[Problem description]: Every line from the beginning of the records below up to the one holding "each in 32 KiB" should be quoted exactly; leave out the rest.

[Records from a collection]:
========================================
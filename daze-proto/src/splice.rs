/// Splice: join a FramedConn (obfuscated) and a plain TcpStream (the target
/// or the local application socket) into one bidirectional relay.
///
/// Two copy loops run concurrently, one per direction, each in 32 KiB
/// chunks. Whichever terminates first (EOF or error) wins the race; the
/// loser is simply dropped, which drops its half of each socket and closes
/// it — unblocking any peer still reading. The function returns once both
/// directions have stopped.
use crate::protocol::FramedConn;
use std::io;
use tokio::io::{AsyncReadExt, AsyncWriteExt};
use tokio::net::TcpStream;

/// 32 KiB, per the copy-loop chunk size the spec calls for.
const CHUNK: usize = 32 * 1024;

/// Splice `framed` (the obfuscated side) with `plain` (the plaintext side).
///
/// On the server this joins the client's FramedConn with the outbound
/// socket to the real destination. On the client this joins the dialer's
/// FramedConn to the server with the local SOCKS5 application socket.
pub async fn splice(framed: FramedConn<TcpStream>, plain: TcpStream) -> io::Result<()> {
    let (mut framed_reader, mut framed_writer) = framed.into_split();
    let (mut plain_reader, mut plain_writer) = plain.into_split();

    // framed → plain: deobfuscate bytes arriving from the tunnel, write them
    // raw to the plaintext side.
    let from_tunnel = async move {
        loop {
            let data = framed_reader.recv(CHUNK).await?;
            if data.is_empty() {
                break;
            }
            plain_writer.write_all(&data).await?;
        }
        io::Result::Ok(())
    };

    // plain → framed: read raw bytes from the plaintext side, obfuscate and
    // write them to the tunnel.
    let to_tunnel = async move {
        let mut buf = vec![0u8; CHUNK];
        loop {
            let n = plain_reader.read(&mut buf).await?;
            if n == 0 {
                break;
            }
            framed_writer.send(&buf[..n]).await?;
        }
        io::Result::Ok(())
    };

    tokio::select! {
        result = from_tunnel => result,
        result = to_tunnel => result,
    }
}
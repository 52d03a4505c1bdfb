//! Account endpoints: user, balance and paginated transactions.

use chrono::{DateTime, Utc};
use serde::{Deserialize, Serialize};

use crate::{ApiClient, ApiError};

#[derive(Debug, Clone, PartialEq, Eq, Serialize, Deserialize)]
pub struct User {
    pub id: String,
    #[serde(default)]
    pub email: Option<String>,
    #[serde(default)]
    pub name: Option<String>,
    #[serde(default)]
    pub wallet_address: Option<String>,
}

#[derive(Debug, Clone, PartialEq, Serialize, Deserialize)]
pub struct Balance {
    pub balance: f64,
    #[serde(default)]
    pub currency: Option<String>,
}

#[derive(Debug, Clone, PartialEq, Serialize, Deserialize)]
pub struct Transaction {
    pub id: String,
    pub amount: f64,
    #[serde(default, rename = "type")]
    pub kind: Option<String>,
    #[serde(default)]
    pub status: Option<String>,
    #[serde(default)]
    pub description: Option<String>,
    pub created_at: DateTime<Utc>,
}

/// One page of `/tx`.
#[derive(Debug, Clone, PartialEq, Serialize, Deserialize)]
pub struct TransactionPage {
    pub items: Vec<Transaction>,
    pub total: u64,
    pub page: u32,
    pub page_size: u32,
}

impl TransactionPage {
    #[must_use]
    pub fn page_count(&self) -> u32 {
        if self.page_size == 0 {
            return 0;
        }
        u32::try_from(self.total.div_ceil(u64::from(self.page_size))).unwrap_or(u32::MAX)
    }

    /// Pages are 1-based.
    #[must_use]
    pub fn has_next(&self) -> bool {
        self.page < self.page_count()
    }
}

impl ApiClient {
    /// # Errors
    /// Returns error if the request fails or is rejected.
    pub async fn current_user(&self) -> Result<User, ApiError> {
        self.get("/user").await
    }

    /// # Errors
    /// Returns error if the request fails or is rejected.
    pub async fn balance(&self) -> Result<Balance, ApiError> {
        self.get("/balance").await
    }

    /// # Errors
    /// Returns error if the request fails or is rejected.
    pub async fn transactions(&self, page: u32, page_size: u32) -> Result<TransactionPage, ApiError> {
        let builder = self
            .authed(reqwest::Method::GET, "/tx")?
            .query(&[("page", page), ("page_size", page_size)]);
        crate::client::read_json(builder.send().await?).await
    }
}

#[cfg(test)]
mod tests {
    use super::*;

    fn page(total: u64, page: u32, page_size: u32) -> TransactionPage {
        TransactionPage {
            items: Vec::new(),
            total,
            page,
            page_size,
        }
    }

    #[test]
    fn pagination_math() {
        assert_eq!(page(0, 1, 20).page_count(), 0);
        assert_eq!(page(20, 1, 20).page_count(), 1);
        assert_eq!(page(21, 1, 20).page_count(), 2);
        assert!(page(21, 1, 20).has_next());
        assert!(!page(21, 2, 20).has_next());
        assert_eq!(page(5, 1, 0).page_count(), 0);
    }

    #[test]
    fn transaction_type_field() {
        let tx: Transaction = serde_json::from_str(
            r#"{"id":"t1","amount":-2.5,"type":"usage","created_at":"2026-01-02T03:04:05Z"}"#,
        )
        .unwrap();
        assert_eq!(tx.kind.as_deref(), Some("usage"));
    }
}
========================================
[Exercise response]:
filename daze-proto/src/splice.rs
/// Splice: join a FramedConn (obfuscated) and a plain TcpStream (the target
/// or the local application socket) into one bidirectional relay.
///
/// Two copy loops run concurrently, one per direction, each in 32 KiB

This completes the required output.